2. The character recognition method according to claim 1, wherein in determining whether the character area is the single character area, it is specified that the character area belongs to the character area based on the character area information. For each character image, the type of the representative dictionary is determined from the types of dictionaries indicated by the matching dictionary information for each recognition candidate of the character image, and the type of each representative dictionary of each character image included in the character area And determining whether the character area is the single character area based on the following.

3. The character recognition method according to claim 1, wherein a dictionary for handwritten characters and a dictionary for printed characters are used as the dictionary.

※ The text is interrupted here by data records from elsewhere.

#![allow(dead_code)]

use std::time::Duration;

use multispin::output::SharedBuffer;
use multispin::{Config, Logger, Mode, Verbosity};

/// Replays captured output onto a grid, understanding just the sequences the
/// cursor service emits: CR, LF, cursor up/down, clear line, and SGR colors.
pub struct Screen {
    rows: Vec<Vec<char>>,
    row: usize,
    col: usize,
}

impl Screen {
    pub fn replay(raw: &str) -> Self {
        let mut screen = Screen {
            rows: vec![Vec::new()],
            row: 0,
            col: 0,
        };
        let mut chars = raw.chars().peekable();

        while let Some(c) = chars.next() {
            match c {
                '\r' => screen.col = 0,
                '\n' => {
                    screen.row += 1;
                    screen.col = 0;
                    screen.grow();
                }
                '\x1b' => {
                    if chars.peek() != Some(&'[') {
                        continue;
                    }
                    chars.next();
                    let mut params = String::new();
                    let mut command = None;
                    for p in chars.by_ref() {
                        if p.is_ascii_digit() || p == ';' {
                            params.push(p);
                        } else {
                            command = Some(p);
                            break;
                        }
                    }
                    let n = params
                        .split(';')
                        .next()
                        .and_then(|v| v.parse::<usize>().ok())
                        .unwrap_or(1);
                    match command {
                        Some('A') => screen.row = screen.row.saturating_sub(n),
                        Some('B') => {
                            screen.row += n;
                            screen.grow();
                        }
                        Some('K') if params == "2" => screen.rows[screen.row].clear(),
                        Some('G') => screen.col = n.saturating_sub(1),
                        _ => {}
                    }
                }
                c => {
                    let line = &mut screen.rows[screen.row];
                    while line.len() < screen.col {
                        line.push(' ');
                    }
                    if screen.col < line.len() {
                        line[screen.col] = c;
                    } else {
                        line.push(c);
                    }
                    screen.col += 1;
                }
            }
        }
        screen
    }

    fn grow(&mut self) {
        while self.rows.len() <= self.row {
            self.rows.push(Vec::new());
        }
    }

    pub fn rows(&self) -> Vec<String> {
        self.rows
            .iter()
            .map(|r| r.iter().collect::<String>().trim_end().to_string())
            .collect()
    }

    pub fn row(&self, index: usize) -> String {
        self.rows().get(index).cloned().unwrap_or_default()
    }

    pub fn cursor_row(&self) -> usize {
        self.row
    }

    /// Indices of rows containing `needle`.
    pub fn find(&self, needle: &str) -> Vec<usize> {
        self.rows()
            .iter()
            .enumerate()
            .filter(|(_, row)| row.contains(needle))
            .map(|(i, _)| i)
            .collect()
    }
}

pub fn tty_config() -> Config {
    Config {
        tick_interval: Duration::from_millis(10),
        terminal: Some(true),
        verbosity: Verbosity::Basic,
        strict: true,
        ..Config::default()
    }
}

pub fn tty_logger(config: Config) -> (Logger, SharedBuffer) {
    let buffer = SharedBuffer::new();
    let logger = Logger::with_sink(config, buffer.sink());
    (logger, buffer)
}

/// Poll until the coordinator reports `mode`, or give up after `within`.
pub async fn wait_for_mode(logger: &Logger, mode: Mode, within: Duration) -> bool {
    let deadline = tokio::time::Instant::now() + within;
    loop {
        if let Some(snapshot) = logger.coordinator().snapshot().await {
            if snapshot.mode == mode {
                return true;
            }
        }
        if tokio::time::Instant::now() >= deadline {
            return false;
        }
        tokio::time::sleep(Duration::from_millis(5)).await;
    }
}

4. A character area is extracted from a plurality of types of dictionaries each storing a standard pattern for character recognition, and an image captured from a medium in which characters are described, and individual character images are extracted from the character area. A character extracting unit that extracts a character, a feature extracting unit that extracts a characteristic of each character image, and a plurality of standard character patterns corresponding to the character image by comparing the characteristic of the character image with the characteristic of the standard character pattern. Is selected as a recognition candidate with matching order, and
A character recognition device comprising: a recognition unit that uses a recognition candidate having the highest matching order among the recognition candidates as a recognition result; and a character region indicating a character region containing the character image as the character cutout unit. A character extracting unit that generates information; a collating unit that generates collation dictionary information indicating a type of the dictionary in which the standard character pattern of the recognition candidate is stored; Based on the collation dictionary information,
It is determined whether each of the character regions is a single character region in which the type of characters included in the character region is single, and if the character region is the single character region, the single character region is determined. A single character area determination unit that generates area representative dictionary information indicating the type of dictionary corresponding to the type of character included in the recognition dictionary information and the collation dictionary information among recognition candidates for each character image belonging to the single character area. The matching order of the matching recognition candidates that match the area representative dictionary information is compared with the matching order of other recognition candidates whose matching dictionary information does not match the area representative dictionary information while maintaining the matching order of the matching recognition candidates. A character recognition device comprising a correction unit for correcting the height to be higher than the height.

5. The character recognition device according to claim 4, wherein the single character area determination unit includes: for each character image identified as belonging to the character area based on the character area information, The type of the representative dictionary is determined from the types of dictionaries indicated by the collation dictionary information for the recognition candidates, and the character area is changed to the single character based on the type of each representative dictionary of each character image included in the character area. A character recognition device, comprising: a single character area determination unit that determines whether the area is an area.

6. The character recognition device according to claim 4, wherein the dictionary includes a dictionary for handwritten characters and a dictionary for printed characters.